[[ Given records, beginning ]]

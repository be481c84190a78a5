//! Control connection framing (C2, §4.2): one command per line out, one
//! (possibly multi-line) reply in, plus the RFC 959 `421` shutdown sequence.

use crate::error::{FtpError, Result};
use crate::reply::Reply;
use crate::socket::Socket;
use std::io::{ErrorKind, Read, Write};
use std::net::SocketAddr;

/// The long-lived control channel: one socket, plus the growable read
/// accumulator that carries any bytes read past the previous reply's
/// terminator over to the next `read_reply` call.
pub struct ControlConnection {
    socket: Socket,
    buf: Vec<u8>,
    connected: bool,
}

impl ControlConnection {
    /// Take ownership of an already-connected socket.
    pub fn new(socket: Socket) -> Self {
        Self {
            socket,
            buf: Vec::new(),
            connected: true,
        }
    }

    /// `true` until a graceful/abortive teardown or a `421` reply closes
    /// the connection.
    pub fn is_connected(&self) -> bool {
        self.connected
    }

    pub fn local_addr(&self) -> std::io::Result<SocketAddr> {
        self.socket.local_addr()
    }

    pub fn peer_addr(&self) -> std::io::Result<SocketAddr> {
        self.socket.peer_addr()
    }

    pub fn is_tls(&self) -> bool {
        self.socket.is_tls()
    }

    /// Replace the underlying socket (used when upgrading to or downgrading
    /// from TLS). The read accumulator is reset: by protocol convention the
    /// swap only ever happens immediately after a reply has been fully
    /// consumed, so no control-channel bytes are ever in flight at the swap
    /// point.
    pub fn replace_socket(&mut self, socket: Socket) {
        self.socket = socket;
        self.buf.clear();
    }

    pub(crate) fn socket_mut(&mut self) -> &mut Socket {
        &mut self.socket
    }

    /// Send one command line, appending `\r\n`.
    ///
    /// Callers are responsible for redacting `PASS` before observer
    /// dispatch (§4.2) — this method writes exactly the bytes it is given,
    /// but redacts its own `trace` log the same way (§4.10).
    pub fn send_command(&mut self, command: &str) -> Result<()> {
        tracing::trace!(command = %redact(command), ">>> command");
        let mut line = String::with_capacity(command.len() + 2);
        line.push_str(command);
        line.push_str("\r\n");
        self.socket.write_all(line.as_bytes())?;
        self.socket.flush()?;
        Ok(())
    }

    /// Read one raw line (through and including the first `\n`), or `None`
    /// on a clean EOF with no buffered bytes. An EOF that leaves buffered
    /// bytes with no terminator yields those bytes as a final "line".
    fn read_raw_line(&mut self) -> Result<Option<Vec<u8>>> {
        loop {
            if let Some(pos) = self.buf.iter().position(|&b| b == b'\n') {
                let line: Vec<u8> = self.buf.drain(..=pos).collect();
                return Ok(Some(line));
            }
            let mut tmp = [0u8; 4096];
            let n = match self.socket.read(&mut tmp) {
                Ok(n) => n,
                Err(e) if e.kind() == ErrorKind::UnexpectedEof => 0,
                Err(e) => return Err(FtpError::Io(e)),
            };
            if n == 0 {
                if self.buf.is_empty() {
                    return Ok(None);
                }
                return Ok(Some(std::mem::take(&mut self.buf)));
            }
            self.buf.extend_from_slice(&tmp[..n]);
        }
    }

    fn read_line_text(&mut self) -> Result<Option<String>> {
        let raw = match self.read_raw_line()? {
            Some(r) => r,
            None => return Ok(None),
        };
        let mut s = String::from_utf8_lossy(&raw).into_owned();
        if s.ends_with('\n') {
            s.pop();
        }
        if s.ends_with('\r') {
            s.pop();
        }
        Ok(Some(s))
    }

    /// Read one reply, implementing the RFC 959 multi-line grammar (§4.2).
    /// A `421` reply triggers the same teardown sequence as `disconnect`.
    pub fn read_reply(&mut self) -> Result<Reply> {
        let first = self
            .read_line_text()?
            .ok_or_else(|| FtpError::protocol("connection closed before a reply was received"))?;
        if first.len() < 4 {
            return Err(FtpError::protocol(format!(
                "reply line too short to contain a status code: {first:?}"
            )));
        }
        let code: u16 = first[..3]
            .parse()
            .map_err(|_| FtpError::protocol(format!("unparseable status code in {first:?}")))?;

        let mut lines = vec![first.clone()];
        if first.as_bytes()[3] == b'-' {
            let terminator_prefix = &first[..3];
            loop {
                let line = self
                    .read_line_text()?
                    .ok_or_else(|| FtpError::protocol("connection closed mid multi-line reply"))?;
                let is_terminator = line.len() >= 4
                    && &line[..3] == terminator_prefix
                    && line.as_bytes()[3] == b' ';
                lines.push(line);
                if is_terminator {
                    break;
                }
            }
        }

        let reply = Reply::new(code, lines.join("\r\n"));
        tracing::trace!(code, last_line = %lines.last().unwrap(), "<<< reply");
        if code == 421 {
            tracing::debug!("received 421, tearing down control connection");
            self.teardown();
        }
        Ok(reply)
    }

    /// Perform the teardown sequence used by both a `421` reply and an
    /// explicit `disconnect`: TLS close-notify if TLS, else `shutdown(Both)`,
    /// tolerating `NotConnected`/`UnexpectedEof`; then mark closed.
    pub fn teardown(&mut self) {
        if let Err(e) = self.socket.shutdown() {
            tracing::warn!(error = %e, "socket shutdown returned an untolerated error");
        }
        self.connected = false;
    }
}

/// Redact a `PASS` command's argument for logging, matching the observer
/// convention (§4.2, §4.10).
fn redact(command: &str) -> &str {
    if command.starts_with("PASS") {
        "PASS *****"
    } else {
        command
    }
}

#[cfg(test)]
mod tests {
    use super::*;
    use std::net::{TcpListener, TcpStream};

    fn pair_with_scripted_reply(script: &[u8]) -> (ControlConnection, TcpStream) {
        let listener = TcpListener::bind("127.0.0.1:0").unwrap();
        let addr = listener.local_addr().unwrap();
        let client = TcpStream::connect(addr).unwrap();
        let (mut server, _) = listener.accept().unwrap();
        server.write_all(script).unwrap();
        (ControlConnection::new(Socket::from_tcp(client)), server)
    }

    #[test]
    fn single_line_reply() {
        let (mut cc, _server) = pair_with_scripted_reply(b"220 FTP server is ready.\r\n");
        let reply = cc.read_reply().unwrap();
        assert_eq!(reply.code(), Some(220));
        assert_eq!(reply.text(), "220 FTP server is ready.");
        assert!(reply.is_positive());
    }

    #[test]
    fn multi_line_reply() {
        let script = b"211-FTP server status:\r\n Connected to: 1.2.3.4:21\r\n Waiting for username.\r\n211 End of status.\r\n";
        let (mut cc, _server) = pair_with_scripted_reply(script);
        let reply = cc.read_reply().unwrap();
        assert_eq!(reply.code(), Some(211));
        assert_eq!(
            reply.text(),
            "211-FTP server status:\r\n Connected to: 1.2.3.4:21\r\n Waiting for username.\r\n211 End of status."
        );
    }

    #[test]
    fn multiline_continuation_heuristic_terminates_early() {
        // An intermediate line that happens to start with "211 " ends the
        // reply early — this is a latent RFC 959 behavior, not a bug (§9).
        let script = b"211-first\r\n211 looks like a terminator\r\n211 actual end\r\n";
        let (mut cc, _server) = pair_with_scripted_reply(script);
        let reply = cc.read_reply().unwrap();
        assert_eq!(reply.text(), "211-first\r\n211 looks like a terminator");
    }

    #[test]
    fn empty_text_single_line_reply() {
        let (mut cc, _server) = pair_with_scripted_reply(b"200 \r\n");
        let reply = cc.read_reply().unwrap();
        assert_eq!(reply.code(), Some(200));
        assert_eq!(reply.text(), "200 ");
    }

    #[test]
    fn code_421_tears_down_connection() {
        let (mut cc, _server) = pair_with_scripted_reply(b"421 Service not available.\r\n");
        let reply = cc.read_reply().unwrap();
        assert_eq!(reply.code(), Some(421));
        assert!(!cc.is_connected());
    }

    #[test]
    fn unparseable_code_is_protocol_error() {
        let (mut cc, _server) = pair_with_scripted_reply(b"abc not a code\r\n");
        let err = cc.read_reply().unwrap_err();
        assert!(matches!(err, FtpError::Protocol(_)));
    }

    #[test]
    fn surplus_bytes_carry_to_next_reply() {
        let script = b"220 hello.\r\n230 logged in.\r\n";
        let (mut cc, _server) = pair_with_scripted_reply(script);
        let r1 = cc.read_reply().unwrap();
        assert_eq!(r1.code(), Some(220));
        let r2 = cc.read_reply().unwrap();
        assert_eq!(r2.code(), Some(230));
    }

    #[test]
    fn size_reply_parses_through_the_wire_protocol() {
        let (mut cc, _server) = pair_with_scripted_reply(b"213 1234\r\n");
        let reply = cc.read_reply().unwrap();
        assert_eq!(reply.size(), Some(1234));
    }

    #[test]
    fn mdtm_reply_parses_through_the_wire_protocol() {
        let (mut cc, _server) = pair_with_scripted_reply(b"213 20240102030405\r\n");
        let reply = cc.read_reply().unwrap();
        let mt = reply.modified_time().unwrap();
        assert_eq!(mt.year, 2024);
        assert_eq!(mt.second, 5);
    }

    #[test]
    fn send_command_appends_crlf() {
        let listener = TcpListener::bind("127.0.0.1:0").unwrap();
        let addr = listener.local_addr().unwrap();
        let client = TcpStream::connect(addr).unwrap();
        let (mut server, _) = listener.accept().unwrap();
        let mut cc = ControlConnection::new(Socket::from_tcp(client));
        cc.send_command("NOOP").unwrap();
        let mut buf = [0u8; 6];
        server.read_exact(&mut buf).unwrap();
        assert_eq!(&buf, b"NOOP\r\n");
    }
}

[[ Given records, end ]]

Please report how many lines of the entries above include "observer". Only the number is wanted.

2